Action item:
Print, from the listing below, the lines starting at the line containing "request.transition(status);" and ending at the line containing "async fn recent_requests(&self, limit: u32)", exactly as they stand, and print nothing else.

════════════════════

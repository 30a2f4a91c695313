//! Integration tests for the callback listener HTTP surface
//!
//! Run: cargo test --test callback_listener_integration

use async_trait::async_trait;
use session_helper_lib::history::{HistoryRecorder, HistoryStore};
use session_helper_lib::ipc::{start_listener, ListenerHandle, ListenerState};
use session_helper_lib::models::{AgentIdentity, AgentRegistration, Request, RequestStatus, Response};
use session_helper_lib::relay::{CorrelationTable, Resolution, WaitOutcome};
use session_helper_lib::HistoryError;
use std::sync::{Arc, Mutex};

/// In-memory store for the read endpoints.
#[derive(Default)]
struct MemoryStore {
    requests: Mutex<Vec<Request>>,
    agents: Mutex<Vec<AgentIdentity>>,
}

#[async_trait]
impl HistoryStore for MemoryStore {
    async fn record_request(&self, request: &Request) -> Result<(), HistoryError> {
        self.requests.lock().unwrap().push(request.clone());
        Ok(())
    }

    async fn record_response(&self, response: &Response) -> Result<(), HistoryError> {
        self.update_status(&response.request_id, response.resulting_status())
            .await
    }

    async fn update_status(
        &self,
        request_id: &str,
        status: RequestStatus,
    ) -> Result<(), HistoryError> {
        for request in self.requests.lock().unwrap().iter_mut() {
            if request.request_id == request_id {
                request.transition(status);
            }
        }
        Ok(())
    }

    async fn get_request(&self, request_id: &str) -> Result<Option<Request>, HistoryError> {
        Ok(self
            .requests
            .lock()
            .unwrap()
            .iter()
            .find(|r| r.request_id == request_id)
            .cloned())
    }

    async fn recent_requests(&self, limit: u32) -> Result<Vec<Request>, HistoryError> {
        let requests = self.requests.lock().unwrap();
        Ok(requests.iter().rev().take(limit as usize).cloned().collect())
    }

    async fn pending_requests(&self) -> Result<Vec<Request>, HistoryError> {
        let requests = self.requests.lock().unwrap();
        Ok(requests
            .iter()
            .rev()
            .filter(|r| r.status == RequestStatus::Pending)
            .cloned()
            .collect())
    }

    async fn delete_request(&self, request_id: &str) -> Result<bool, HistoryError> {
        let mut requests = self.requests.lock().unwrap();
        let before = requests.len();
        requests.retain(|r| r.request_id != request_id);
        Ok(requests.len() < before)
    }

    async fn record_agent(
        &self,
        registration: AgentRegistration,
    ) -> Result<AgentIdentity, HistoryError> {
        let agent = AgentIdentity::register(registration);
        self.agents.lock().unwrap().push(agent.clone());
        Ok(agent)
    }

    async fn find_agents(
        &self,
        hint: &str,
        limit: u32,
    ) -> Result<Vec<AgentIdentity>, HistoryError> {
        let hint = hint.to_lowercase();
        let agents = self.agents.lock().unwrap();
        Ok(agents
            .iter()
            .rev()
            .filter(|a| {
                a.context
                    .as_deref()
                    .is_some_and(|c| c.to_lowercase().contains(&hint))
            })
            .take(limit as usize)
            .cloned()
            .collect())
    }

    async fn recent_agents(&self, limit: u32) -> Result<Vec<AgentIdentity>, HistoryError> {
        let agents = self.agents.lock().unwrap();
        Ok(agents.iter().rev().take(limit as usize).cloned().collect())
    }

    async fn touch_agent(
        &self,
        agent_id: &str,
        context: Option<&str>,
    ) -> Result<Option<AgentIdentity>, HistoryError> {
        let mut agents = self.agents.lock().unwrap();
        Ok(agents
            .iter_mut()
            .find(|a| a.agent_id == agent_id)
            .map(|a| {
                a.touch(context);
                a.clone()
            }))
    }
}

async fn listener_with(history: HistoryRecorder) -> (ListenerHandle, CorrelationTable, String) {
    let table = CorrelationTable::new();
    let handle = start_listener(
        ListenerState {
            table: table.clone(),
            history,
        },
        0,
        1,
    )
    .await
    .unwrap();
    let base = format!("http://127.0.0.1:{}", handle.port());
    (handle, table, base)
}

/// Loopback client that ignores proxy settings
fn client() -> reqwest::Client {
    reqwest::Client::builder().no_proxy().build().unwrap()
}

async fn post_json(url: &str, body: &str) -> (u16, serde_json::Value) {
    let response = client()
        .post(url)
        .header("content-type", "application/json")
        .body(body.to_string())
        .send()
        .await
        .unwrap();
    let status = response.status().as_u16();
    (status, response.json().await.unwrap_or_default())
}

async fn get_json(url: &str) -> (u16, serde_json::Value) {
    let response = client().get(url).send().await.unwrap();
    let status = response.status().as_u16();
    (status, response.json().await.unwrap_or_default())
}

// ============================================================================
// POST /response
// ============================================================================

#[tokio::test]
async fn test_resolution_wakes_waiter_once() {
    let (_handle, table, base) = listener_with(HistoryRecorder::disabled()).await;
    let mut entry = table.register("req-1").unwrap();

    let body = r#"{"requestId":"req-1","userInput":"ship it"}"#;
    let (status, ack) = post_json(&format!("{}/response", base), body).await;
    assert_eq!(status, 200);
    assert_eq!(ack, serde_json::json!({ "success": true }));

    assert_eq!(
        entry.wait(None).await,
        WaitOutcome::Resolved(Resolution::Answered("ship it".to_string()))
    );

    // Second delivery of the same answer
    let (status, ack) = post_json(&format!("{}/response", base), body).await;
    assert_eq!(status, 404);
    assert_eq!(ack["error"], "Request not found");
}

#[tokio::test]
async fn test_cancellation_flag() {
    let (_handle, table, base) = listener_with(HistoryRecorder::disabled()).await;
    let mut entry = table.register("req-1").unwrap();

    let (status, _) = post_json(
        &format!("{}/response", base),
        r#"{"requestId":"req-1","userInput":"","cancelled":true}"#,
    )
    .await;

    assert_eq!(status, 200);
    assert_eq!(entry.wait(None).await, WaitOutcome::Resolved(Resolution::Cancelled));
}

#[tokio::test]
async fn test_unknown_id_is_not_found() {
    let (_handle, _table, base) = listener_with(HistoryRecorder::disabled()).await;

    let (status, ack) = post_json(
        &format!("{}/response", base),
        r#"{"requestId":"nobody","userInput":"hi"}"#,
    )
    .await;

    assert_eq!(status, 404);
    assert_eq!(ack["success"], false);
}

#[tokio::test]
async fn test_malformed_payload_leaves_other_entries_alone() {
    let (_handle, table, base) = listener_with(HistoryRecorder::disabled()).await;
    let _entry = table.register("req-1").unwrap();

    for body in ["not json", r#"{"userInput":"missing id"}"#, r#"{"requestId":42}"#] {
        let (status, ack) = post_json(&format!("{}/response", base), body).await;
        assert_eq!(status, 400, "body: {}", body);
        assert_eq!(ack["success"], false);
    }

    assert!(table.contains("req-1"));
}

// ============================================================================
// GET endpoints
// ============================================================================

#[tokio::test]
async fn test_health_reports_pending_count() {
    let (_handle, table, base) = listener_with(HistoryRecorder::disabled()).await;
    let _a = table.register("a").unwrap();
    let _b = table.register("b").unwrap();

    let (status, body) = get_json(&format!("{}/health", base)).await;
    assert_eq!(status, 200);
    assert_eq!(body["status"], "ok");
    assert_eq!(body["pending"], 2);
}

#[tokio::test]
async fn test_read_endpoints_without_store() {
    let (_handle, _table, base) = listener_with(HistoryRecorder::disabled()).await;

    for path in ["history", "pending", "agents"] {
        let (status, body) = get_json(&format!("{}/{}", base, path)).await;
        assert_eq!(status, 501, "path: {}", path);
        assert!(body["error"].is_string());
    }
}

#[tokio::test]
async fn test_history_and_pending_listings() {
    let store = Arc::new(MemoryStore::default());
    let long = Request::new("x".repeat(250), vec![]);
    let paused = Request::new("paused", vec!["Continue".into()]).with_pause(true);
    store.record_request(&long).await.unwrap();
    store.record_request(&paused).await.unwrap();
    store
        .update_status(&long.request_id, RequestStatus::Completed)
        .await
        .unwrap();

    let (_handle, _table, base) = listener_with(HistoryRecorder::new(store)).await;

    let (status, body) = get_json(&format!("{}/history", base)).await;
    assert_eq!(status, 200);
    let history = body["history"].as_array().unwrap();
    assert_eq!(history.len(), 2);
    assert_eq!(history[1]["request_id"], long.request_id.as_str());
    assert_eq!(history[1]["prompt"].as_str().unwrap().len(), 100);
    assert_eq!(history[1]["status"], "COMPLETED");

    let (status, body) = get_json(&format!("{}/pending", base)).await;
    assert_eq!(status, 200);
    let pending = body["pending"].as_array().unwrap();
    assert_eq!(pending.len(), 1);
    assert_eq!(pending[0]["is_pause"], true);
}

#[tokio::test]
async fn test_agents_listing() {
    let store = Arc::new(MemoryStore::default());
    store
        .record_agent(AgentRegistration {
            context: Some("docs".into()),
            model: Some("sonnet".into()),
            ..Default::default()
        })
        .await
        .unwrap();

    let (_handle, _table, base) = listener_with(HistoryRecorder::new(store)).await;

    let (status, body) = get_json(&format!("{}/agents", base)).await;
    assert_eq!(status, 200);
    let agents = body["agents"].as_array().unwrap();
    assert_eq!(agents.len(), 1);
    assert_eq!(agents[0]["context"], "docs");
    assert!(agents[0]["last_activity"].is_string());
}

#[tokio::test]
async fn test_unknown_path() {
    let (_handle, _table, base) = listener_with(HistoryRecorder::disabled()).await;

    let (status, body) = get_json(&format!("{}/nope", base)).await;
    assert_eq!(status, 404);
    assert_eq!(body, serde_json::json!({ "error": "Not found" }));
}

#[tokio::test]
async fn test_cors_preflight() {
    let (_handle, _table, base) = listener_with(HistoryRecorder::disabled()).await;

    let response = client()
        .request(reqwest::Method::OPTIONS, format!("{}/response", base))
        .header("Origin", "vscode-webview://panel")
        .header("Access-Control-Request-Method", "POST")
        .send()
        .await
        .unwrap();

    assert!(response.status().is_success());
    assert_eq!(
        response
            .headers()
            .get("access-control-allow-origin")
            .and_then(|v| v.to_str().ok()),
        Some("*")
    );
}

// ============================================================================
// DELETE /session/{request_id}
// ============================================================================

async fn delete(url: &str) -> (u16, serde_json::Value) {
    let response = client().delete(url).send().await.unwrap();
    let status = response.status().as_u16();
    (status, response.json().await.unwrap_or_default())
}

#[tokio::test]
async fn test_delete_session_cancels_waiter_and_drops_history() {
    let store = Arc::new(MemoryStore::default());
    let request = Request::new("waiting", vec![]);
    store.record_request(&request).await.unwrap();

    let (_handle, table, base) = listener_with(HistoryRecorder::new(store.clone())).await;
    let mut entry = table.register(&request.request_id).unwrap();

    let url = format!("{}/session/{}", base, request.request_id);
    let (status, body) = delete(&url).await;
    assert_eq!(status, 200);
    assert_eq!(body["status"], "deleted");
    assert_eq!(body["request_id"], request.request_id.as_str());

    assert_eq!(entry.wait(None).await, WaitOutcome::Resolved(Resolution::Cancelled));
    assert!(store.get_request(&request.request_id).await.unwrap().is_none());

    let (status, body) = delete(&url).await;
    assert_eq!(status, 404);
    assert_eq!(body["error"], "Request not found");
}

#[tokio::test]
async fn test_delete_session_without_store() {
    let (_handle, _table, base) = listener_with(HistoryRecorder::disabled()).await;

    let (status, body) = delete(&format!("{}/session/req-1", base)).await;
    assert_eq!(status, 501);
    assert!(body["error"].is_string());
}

════════════════════

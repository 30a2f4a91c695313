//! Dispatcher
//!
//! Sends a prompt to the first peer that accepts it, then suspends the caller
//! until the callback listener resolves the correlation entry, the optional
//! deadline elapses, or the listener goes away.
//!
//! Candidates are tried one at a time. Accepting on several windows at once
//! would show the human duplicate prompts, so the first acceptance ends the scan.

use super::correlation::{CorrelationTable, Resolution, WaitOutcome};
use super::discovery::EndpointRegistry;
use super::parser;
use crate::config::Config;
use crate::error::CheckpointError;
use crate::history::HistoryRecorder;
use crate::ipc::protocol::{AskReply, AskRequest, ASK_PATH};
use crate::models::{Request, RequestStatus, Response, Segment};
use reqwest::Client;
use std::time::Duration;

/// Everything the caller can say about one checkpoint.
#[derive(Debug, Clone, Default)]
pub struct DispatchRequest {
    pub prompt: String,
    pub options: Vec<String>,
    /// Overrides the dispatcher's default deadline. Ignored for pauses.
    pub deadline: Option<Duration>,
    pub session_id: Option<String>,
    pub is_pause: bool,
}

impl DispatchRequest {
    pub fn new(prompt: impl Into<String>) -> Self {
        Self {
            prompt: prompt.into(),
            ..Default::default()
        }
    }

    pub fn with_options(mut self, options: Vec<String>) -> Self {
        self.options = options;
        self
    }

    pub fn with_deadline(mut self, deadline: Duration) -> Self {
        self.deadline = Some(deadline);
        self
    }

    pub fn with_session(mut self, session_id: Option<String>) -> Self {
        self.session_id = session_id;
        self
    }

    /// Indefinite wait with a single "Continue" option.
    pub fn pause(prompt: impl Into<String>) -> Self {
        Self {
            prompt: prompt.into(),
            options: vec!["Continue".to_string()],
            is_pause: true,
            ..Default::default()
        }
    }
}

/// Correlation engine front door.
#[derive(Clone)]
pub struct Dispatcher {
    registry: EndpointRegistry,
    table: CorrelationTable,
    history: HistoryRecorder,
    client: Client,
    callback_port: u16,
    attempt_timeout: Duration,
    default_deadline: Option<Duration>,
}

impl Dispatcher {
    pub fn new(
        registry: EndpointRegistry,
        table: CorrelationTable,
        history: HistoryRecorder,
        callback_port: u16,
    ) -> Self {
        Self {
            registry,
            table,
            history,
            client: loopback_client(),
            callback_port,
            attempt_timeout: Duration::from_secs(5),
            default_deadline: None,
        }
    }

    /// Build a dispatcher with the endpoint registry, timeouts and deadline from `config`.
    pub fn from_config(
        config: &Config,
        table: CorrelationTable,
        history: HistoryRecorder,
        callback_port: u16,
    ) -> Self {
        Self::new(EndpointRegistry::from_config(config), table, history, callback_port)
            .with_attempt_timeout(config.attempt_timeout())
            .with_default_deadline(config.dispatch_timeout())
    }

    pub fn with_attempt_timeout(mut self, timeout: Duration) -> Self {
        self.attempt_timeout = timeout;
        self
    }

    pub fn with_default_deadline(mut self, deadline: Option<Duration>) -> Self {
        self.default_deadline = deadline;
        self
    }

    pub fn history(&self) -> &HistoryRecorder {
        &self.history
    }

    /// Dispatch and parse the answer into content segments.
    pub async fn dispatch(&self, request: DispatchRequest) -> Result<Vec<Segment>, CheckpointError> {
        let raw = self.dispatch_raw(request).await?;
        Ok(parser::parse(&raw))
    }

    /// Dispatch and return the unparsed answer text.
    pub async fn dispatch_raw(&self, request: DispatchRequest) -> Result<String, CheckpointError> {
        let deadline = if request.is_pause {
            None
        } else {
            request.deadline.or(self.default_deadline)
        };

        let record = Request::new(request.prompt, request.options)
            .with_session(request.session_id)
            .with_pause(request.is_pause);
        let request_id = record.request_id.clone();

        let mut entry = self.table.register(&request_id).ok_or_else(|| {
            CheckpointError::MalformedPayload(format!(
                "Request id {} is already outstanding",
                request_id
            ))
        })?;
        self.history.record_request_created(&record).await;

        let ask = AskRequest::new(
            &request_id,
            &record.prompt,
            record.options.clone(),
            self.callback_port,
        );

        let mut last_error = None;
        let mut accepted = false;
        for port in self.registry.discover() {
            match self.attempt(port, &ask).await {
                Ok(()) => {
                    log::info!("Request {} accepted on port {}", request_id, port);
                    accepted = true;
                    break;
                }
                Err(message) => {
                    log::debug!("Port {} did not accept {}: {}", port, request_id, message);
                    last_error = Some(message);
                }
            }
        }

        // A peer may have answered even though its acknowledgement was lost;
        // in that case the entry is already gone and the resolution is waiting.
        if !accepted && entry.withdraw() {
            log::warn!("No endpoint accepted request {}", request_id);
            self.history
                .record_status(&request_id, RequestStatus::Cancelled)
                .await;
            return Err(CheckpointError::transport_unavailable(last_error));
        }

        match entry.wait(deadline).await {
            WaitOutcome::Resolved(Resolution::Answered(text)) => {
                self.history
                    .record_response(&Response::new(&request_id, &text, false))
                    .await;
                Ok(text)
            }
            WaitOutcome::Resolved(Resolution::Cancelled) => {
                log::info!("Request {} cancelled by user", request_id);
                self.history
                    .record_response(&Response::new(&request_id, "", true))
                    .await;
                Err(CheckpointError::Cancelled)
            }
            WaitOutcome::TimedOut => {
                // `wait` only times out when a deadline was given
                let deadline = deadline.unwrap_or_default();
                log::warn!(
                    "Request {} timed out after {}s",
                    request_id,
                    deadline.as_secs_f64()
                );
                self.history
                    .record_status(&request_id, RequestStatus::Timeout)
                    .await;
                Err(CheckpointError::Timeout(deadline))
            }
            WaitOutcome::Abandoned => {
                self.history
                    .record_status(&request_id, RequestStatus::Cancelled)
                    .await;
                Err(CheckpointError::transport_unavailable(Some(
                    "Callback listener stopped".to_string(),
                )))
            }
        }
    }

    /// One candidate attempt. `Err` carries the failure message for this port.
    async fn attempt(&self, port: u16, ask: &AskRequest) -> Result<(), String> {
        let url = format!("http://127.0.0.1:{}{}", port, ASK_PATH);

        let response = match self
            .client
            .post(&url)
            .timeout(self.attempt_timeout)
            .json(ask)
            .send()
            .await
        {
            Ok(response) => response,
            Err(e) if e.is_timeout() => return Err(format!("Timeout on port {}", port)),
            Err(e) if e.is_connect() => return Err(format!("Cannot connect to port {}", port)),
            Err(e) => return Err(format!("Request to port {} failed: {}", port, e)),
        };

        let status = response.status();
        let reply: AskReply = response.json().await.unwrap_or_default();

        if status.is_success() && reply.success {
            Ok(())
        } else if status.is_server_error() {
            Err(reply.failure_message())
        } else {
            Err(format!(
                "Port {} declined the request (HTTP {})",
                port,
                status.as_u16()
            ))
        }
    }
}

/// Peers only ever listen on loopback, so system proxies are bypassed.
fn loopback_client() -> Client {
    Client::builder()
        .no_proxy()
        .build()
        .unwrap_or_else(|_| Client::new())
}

════════════════════

Response to this task:
                request.transition(status);
            }
        }
        Ok(())
    }

    async fn get_request(&self, request_id: &str) -> Result<Option<Request>, HistoryError> {
        Ok(self
            .requests
            .lock()
            .unwrap()
            .iter()
            .find(|r| r.request_id == request_id)
            .cloned())
    }

    async fn recent_requests(&self, limit: u32) -> Result<Vec<Request>, HistoryError> {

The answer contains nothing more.